The Best Algorithm No One Knows About

Here’s a program roughly 0% of programmers know how to write: generate a list of random tweets, without duplication. You may think you know how to do this, but you almost assuredly don’t.

Say you work at Twitter and have to select just one tweet at random. This is an easy problem. Generate a random number less than the total number of tweets, and draw the tweet that corresponds somehow to your number. If you have to make a list of tweets, then, provided you don’t mind duplicates, you can repeat this same process over and over. We get a list of tweets drawn at random, possibly with some duplication. Any programmer could write this program.

The catch comes when you add the requirement that the selected tweets be unique. The whole problem changes. Once uniqueness is required, you get trapped by another, implicit, requirement, which is that we expect every tweet to be equally likely to appear.

(Stated more formally: given non-negative integers k and n with k <= n, generate a list of k distinct random numbers, each less than n. We reasonably ask that this be done in O(k) time and O(1) additional space. Finally, the distribution must be uniform.)

We started with the language of tweets, but it’s also possible to use the language of cards: deal k cards from a deck of size n, without replacement. So a poker hand like A2345 of clubs is valid for k=5 and n=52, but a hand containing AAAAA of clubs is not.

The misleading part in using the language of cards is that you don’t often consider a deck of size 264. What’s nice about the card formulation though is that it conveys how simple the problem statement really is. This is a fundamental problem that was open for a long time. Nobody knew how to deal cards.

The first obstacle that makes the “dealing” (without replacement) hard is that the “draw” method doesn’t work. If you draw (with replacement) over and over again, ignoring cards you’ve already picked, you can simulate a deal, but you run into problems. The main one is that eventually you’re ignoring too many cards and the algorithm doesn’t finish on time (this is the coupon collector’s problem).
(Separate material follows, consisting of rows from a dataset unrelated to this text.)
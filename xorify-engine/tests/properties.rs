//! Property tests for the XOR stream

use proptest::prelude::*;
use std::io::{self, Read};
use xorify_engine::*;

/// Reader returning at most `step` bytes per call
struct Chunky<'a> {
    data: &'a [u8],
    step: usize,
}

impl Read for Chunky<'_> {
    fn read(&mut self, buf: &mut [u8]) -> io::Result<usize> {
        let n = self.step.min(buf.len()).min(self.data.len());
        buf[..n].copy_from_slice(&self.data[..n]);
        self.data = &self.data[n..];
        Ok(n)
    }
}

fn stream_xor(a: &[u8], b: &[u8], config: &EngineConfig) -> Vec<u8> {
    let mut out = Vec::new();
    xor_streams_with(a, b, &mut out, config).unwrap();
    out
}

proptest! {
    #[test]
    fn prop_bytewise_definition(a in prop::collection::vec(any::<u8>(), 0..512),
                                b in prop::collection::vec(any::<u8>(), 0..512)) {
        let out = stream_xor(&a, &b, &EngineConfig::default());
        prop_assert_eq!(out.len(), a.len().min(b.len()));
        for (i, byte) in out.iter().enumerate() {
            prop_assert_eq!(*byte, a[i] ^ b[i]);
        }
    }

    #[test]
    fn prop_self_xor_is_zero(a in prop::collection::vec(any::<u8>(), 0..512)) {
        let out = stream_xor(&a, &a, &EngineConfig::default());
        prop_assert_eq!(out, vec![0u8; a.len()]);
    }

    #[test]
    fn prop_involution(pair in prop::collection::vec(any::<(u8, u8)>(), 0..512)) {
        let (a, b): (Vec<u8>, Vec<u8>) = pair.into_iter().unzip();
        let once = stream_xor(&a, &b, &EngineConfig::default());
        let twice = stream_xor(&once, &b, &EngineConfig::default());
        prop_assert_eq!(twice, a);
    }

    #[test]
    fn prop_symmetry(a in prop::collection::vec(any::<u8>(), 0..512),
                     b in prop::collection::vec(any::<u8>(), 0..512)) {
        let config = EngineConfig::default();
        prop_assert_eq!(stream_xor(&a, &b, &config), stream_xor(&b, &a, &config));
    }

    #[test]
    fn prop_empty_input_gives_empty_output(a in prop::collection::vec(any::<u8>(), 0..64)) {
        let config = EngineConfig::default();
        prop_assert!(stream_xor(&a, &[], &config).is_empty());
        prop_assert!(stream_xor(&[], &a, &config).is_empty());
    }

    #[test]
    fn prop_chunking_is_invisible(a in prop::collection::vec(any::<u8>(), 0..512),
                                  b in prop::collection::vec(any::<u8>(), 0..512),
                                  chunk in 0usize..40,
                                  step_a in 1usize..17,
                                  step_b in 1usize..17) {
        let config = EngineConfig::default().with_chunk_size(chunk);
        let mut out = Vec::new();
        let reader_a = Chunky { data: &a, step: step_a };
        let reader_b = Chunky { data: &b, step: step_b };
        let summary = xor_streams_with(reader_a, reader_b, &mut out, &config).unwrap();
        prop_assert_eq!(summary.bytes_written as usize, out.len());
        prop_assert_eq!(out, xor_bytes(&a, &b));
    }

    #[test]
    fn prop_zero_pad_length_and_tail(a in prop::collection::vec(any::<u8>(), 0..256),
                                     b in prop::collection::vec(any::<u8>(), 0..256),
                                     chunk in 1usize..32) {
        let config = EngineConfig::default()
            .with_chunk_size(chunk)
            .with_length_policy(LengthPolicy::ZeroPad);
        let out = stream_xor(&a, &b, &config);
        let common = a.len().min(b.len());
        prop_assert_eq!(out.len(), a.len().max(b.len()));
        let expected = xor_bytes(&a, &b);
        prop_assert_eq!(&out[..common], expected.as_slice());
        let longer = if a.len() >= b.len() { &a } else { &b };
        prop_assert_eq!(&out[common..], &longer[common..]);
    }
}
There are several things to try next and none of them work. You can’t generate a random number for every card in the deck (too many cards). You can’t rearrange the deck (too much space). Once you get the basic complexity requirements down, what makes the problem slippery is keeping the balance in the distribution. You can try to play with “resizing the window” you’re looking at, but most of these methods add bias (usually, you undersample early items and oversample later ones).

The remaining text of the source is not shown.